Scan the data below for lines holding the word "Minimal", and copy each line found.

━━ Exercise data

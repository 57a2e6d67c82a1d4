//! Deterministic value generation from schema constraints.
//!
//! No randomness anywhere: ties always break the same way (first enum
//! member, lower numeric bound, shortest valid string, branch 0), so the
//! same (schema, mode) pair always yields the same value and test counts
//! stay reproducible across runs.

use crate::spec::{
    ArraySchema, CompositeMode, NumberSchema, SchemaArena, SchemaId, SchemaNode, StringSchema,
};
use crate::synth::WarningKind;
use serde_json::{json, Map, Value};

/// How rich the generated value should be.
#[derive(Debug, Clone, Copy, PartialEq, Eq)]
pub(crate) enum Mode {
    /// Smallest value satisfying `required` + type constraints.
    Minimal,
    /// Exercises enum/format constraints and optional fields.
    Representative,
}

/// Which edge of a bound a boundary case probes.
#[derive(Debug, Clone, Copy, PartialEq, Eq)]
pub(crate) enum BoundProbe {
    /// One below the minimum (expected client error).
    UnderMin,
    /// Exactly the minimum (expected success).
    AtMin,
    /// Exactly the maximum (expected success).
    AtMax,
    /// One above the maximum (expected client error).
    OverMax,
}

impl BoundProbe {
    /// Whether this probe lies outside the declared bounds.
    pub(crate) fn out_of_range(self) -> bool {
        matches!(self, Self::UnderMin | Self::OverMax)
    }
}

/// Schema-to-value generator with depth-capped recursion.
pub(crate) struct ValueGen<'a> {
    arena: &'a SchemaArena,
    depth_cap: usize,
    warnings: Vec<(WarningKind, String)>,
}

impl<'a> ValueGen<'a> {
    pub(crate) fn new(arena: &'a SchemaArena, depth_cap: usize) -> Self {
        Self {
            arena,
            depth_cap,
            warnings: Vec::new(),
        }
    }

    /// Warnings accumulated so far (truncations, skipped constructs).
    pub(crate) fn take_warnings(&mut self) -> Vec<(WarningKind, String)> {
        std::mem::take(&mut self.warnings)
    }

    /// Number of top-level cases the schema expands to: one per oneOf/anyOf
    /// branch, otherwise one.
    pub(crate) fn branch_count(&self, id: SchemaId) -> usize {
        match self.arena.get(id) {
            SchemaNode::Composite(c) if c.mode != CompositeMode::AllOf => c.branches.len().max(1),
            _ => 1,
        }
    }

    /// Generate a value, selecting `branch` when the top-level schema is a
    /// oneOf/anyOf composite. Nested composites always take branch 0.
    pub(crate) fn value_for_branch(
        &mut self,
        id: SchemaId,
        branch: usize,
        mode: Mode,
    ) -> Option<Value> {
        match self.arena.get(id) {
            SchemaNode::Composite(c) if c.mode != CompositeMode::AllOf => {
                let target = c.branches.get(branch).copied()?;
                self.generate(target, mode, 1)
            }
            _ => self.generate(id, mode, 0),
        }
    }

    /// Generate a value for the schema (branch 0 at the top level).
    pub(crate) fn value(&mut self, id: SchemaId, mode: Mode) -> Option<Value> {
        self.generate(id, mode, 0)
    }

    fn generate(&mut self, id: SchemaId, mode: Mode, depth: usize) -> Option<Value> {
        if depth >= self.depth_cap {
            self.warnings.push((
                WarningKind::RecursionCapReached,
                format!("schema #{} truncated at depth {}", id.index(), depth),
            ));
            return None;
        }
        // Clone the node up front: recursion below needs `&mut self` while
        // an arena borrow would still be live.
        match self.arena.get(id).clone() {
            SchemaNode::Boolean => Some(Value::Bool(mode == Mode::Representative)),
            SchemaNode::Null => Some(Value::Null),
            SchemaNode::String(s) => Some(string_value(&s, mode)),
            SchemaNode::Integer(n) => Some(number_value(&n, mode, true)),
            SchemaNode::Number(n) => Some(number_value(&n, mode, false)),
            SchemaNode::Object(obj) => {
                let mut map = Map::new();
                for (name, prop) in &obj.properties {
                    let include = mode == Mode::Representative || obj.is_required(name);
                    if !include {
                        continue;
                    }
                    // A truncated child is omitted; the warning is already
                    // recorded by the recursive call.
                    if let Some(value) = self.generate(*prop, mode, depth + 1) {
                        let _ = map.insert(name.clone(), value);
                    }
                }
                Some(Value::Object(map))
            }
            SchemaNode::Array(a) => self.array_value(&a, mode, depth),
            SchemaNode::Composite(c) => {
                match c.mode {
                    CompositeMode::OneOf | CompositeMode::AnyOf => {
                        let first = c.branches.first().copied()?;
                        self.generate(first, mode, depth + 1)
                    }
                    CompositeMode::AllOf => {
                        // Merge object branches; non-objects fall back to the
                        // first generated branch.
                        let mut merged = Map::new();
                        let mut fallback = None;
                        for branch in &c.branches {
                            match self.generate(*branch, mode, depth + 1) {
                                Some(Value::Object(map)) => merged.extend(map),
                                Some(other) if fallback.is_none() => fallback = Some(other),
                                _ => {}
                            }
                        }
                        if merged.is_empty() {
                            fallback
                        } else {
                            Some(Value::Object(merged))
                        }
                    }
                }
            }
            SchemaNode::Any => Some(match mode {
                Mode::Minimal => Value::Null,
                Mode::Representative => json!("sample"),
            }),
        }
    }

    fn array_value(&mut self, a: &ArraySchema, mode: Mode, depth: usize) -> Option<Value> {
        let min = a.min_items.unwrap_or(0) as usize;
        let count = match mode {
            Mode::Minimal => min,
            Mode::Representative => min.max(1).min(a.max_items.unwrap_or(u64::MAX) as usize),
        };
        if count == 0 {
            return Some(json!([]));
        }
        let item = match a.items {
            Some(items) => match self.generate(items, mode, depth + 1) {
                Some(value) => value,
                // Item truncated by the depth cap: an empty array is still
                // valid when minItems allows it, otherwise truncate the case.
                None if min == 0 => return Some(json!([])),
                None => return None,
            },
            None => Value::Null,
        };
        Some(Value::Array(vec![item; count]))
    }

    /// Boundary probes for a bounded schema. Empty for unbounded schemas.
    pub(crate) fn boundary_values(&mut self, id: SchemaId) -> Vec<(BoundProbe, Value)> {
        let mut probes = Vec::new();
        match self.arena.get(id).clone() {
            SchemaNode::Integer(n) | SchemaNode::Number(n) => {
                let integer = matches!(self.arena.get(id), SchemaNode::Integer(_));
                if let Some(min) = n.minimum {
                    probes.push((BoundProbe::UnderMin, num(min - 1.0, integer)));
                    probes.push((BoundProbe::AtMin, num(min, integer)));
                }
                if let Some(max) = n.maximum {
                    probes.push((BoundProbe::AtMax, num(max, integer)));
                    probes.push((BoundProbe::OverMax, num(max + 1.0, integer)));
                }
            }
            SchemaNode::String(s) => {
                if let Some(min) = s.min_length {
                    if min > 0 {
                        probes.push((BoundProbe::UnderMin, fill_string(min - 1)));
                    }
                    probes.push((BoundProbe::AtMin, fill_string(min)));
                }
                if let Some(max) = s.max_length {
                    probes.push((BoundProbe::AtMax, fill_string(max)));
                    probes.push((BoundProbe::OverMax, fill_string(max + 1)));
                }
            }
            SchemaNode::Array(a) => {
                let item = a
                    .items
                    .and_then(|items| self.generate(items, Mode::Minimal, 1))
                    .unwrap_or(Value::Null);
                if let Some(min) = a.min_items {
                    if min > 0 {
                        probes.push((BoundProbe::UnderMin, fill_array(&item, min - 1)));
                    }
                    probes.push((BoundProbe::AtMin, fill_array(&item, min)));
                }
                if let Some(max) = a.max_items {
                    probes.push((BoundProbe::AtMax, fill_array(&item, max)));
                    probes.push((BoundProbe::OverMax, fill_array(&item, max + 1)));
                }
            }
            _ => {}
        }
        probes
    }

    /// A value of a deliberately different primitive type, for the
    /// wrong-type strategy. `None` when the schema has no type to violate.
    pub(crate) fn wrong_type_value(&self, id: SchemaId) -> Option<Value> {
        match self.arena.get(id) {
            SchemaNode::String(_) => Some(json!(12345)),
            SchemaNode::Integer(_) | SchemaNode::Number(_) => Some(json!("not-a-number")),
            SchemaNode::Boolean => Some(json!("definitely")),
            SchemaNode::Array(_) => Some(json!("not-an-array")),
            SchemaNode::Object(_) => Some(json!([1, 2, 3])),
            SchemaNode::Composite(c) => {
                let first = c.branches.first().copied()?;
                self.wrong_type_value(first)
            }
            SchemaNode::Null | SchemaNode::Any => None,
        }
    }
}

fn string_value(s: &StringSchema, mode: Mode) -> Value {
    if let Some(first) = s.enum_values.first() {
        return first.clone();
    }
    let min = s.min_length.unwrap_or(0) as usize;
    match mode {
        Mode::Minimal => fill_string(min as u64),
        Mode::Representative => {
            let base = match s.format.as_deref() {
                Some("date-time") => "2024-01-01T00:00:00Z".to_string(),
                Some("date") => "2024-01-01".to_string(),
                Some("email") => "user@example.com".to_string(),
                Some("uuid") => "00000000-0000-4000-8000-000000000000".to_string(),
                Some("uri" | "url") => "https://example.com/resource".to_string(),
                _ => "sample".to_string(),
            };
            let mut value = base;
            if value.len() < min {
                value.push_str(&"a".repeat(min - value.len()));
            }
            if let Some(max) = s.max_length {
                value.truncate(max as usize);
            }
            Value::String(value)
        }
    }
}

fn number_value(n: &NumberSchema, mode: Mode, integer: bool) -> Value {
    if let Some(first) = n.enum_values.first() {
        return first.clone();
    }
    let preferred = match mode {
        Mode::Minimal => n.minimum.unwrap_or(0.0),
        Mode::Representative => {
            if integer {
                42.0
            } else {
                3.5
            }
        }
    };
    let clamped = clamp(preferred, n.minimum, n.maximum);
    num(clamped, integer)
}

fn clamp(value: f64, min: Option<f64>, max: Option<f64>) -> f64 {
    let mut v = value;
    if let Some(min) = min {
        v = v.max(min);
    }
    if let Some(max) = max {
        v = v.min(max);
    }
    v
}

fn num(value: f64, integer: bool) -> Value {
    if integer {
        json!(value as i64)
    } else {
        serde_json::Number::from_f64(value).map_or(Value::Null, Value::Number)
    }
}

fn fill_string(len: u64) -> Value {
    Value::String("a".repeat(len as usize))
}

fn fill_array(item: &Value, count: u64) -> Value {
    Value::Array(vec![item.clone(); count as usize])
}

━━━━

**Answer to this problem**
    Minimal,
                Mode::Minimal => Value::Null,
            Mode::Minimal => min,
                    .and_then(|items| self.generate(items, Mode::Minimal, 1))
        Mode::Minimal => fill_string(min as u64),
        Mode::Minimal => n.minimum.unwrap_or(0.0),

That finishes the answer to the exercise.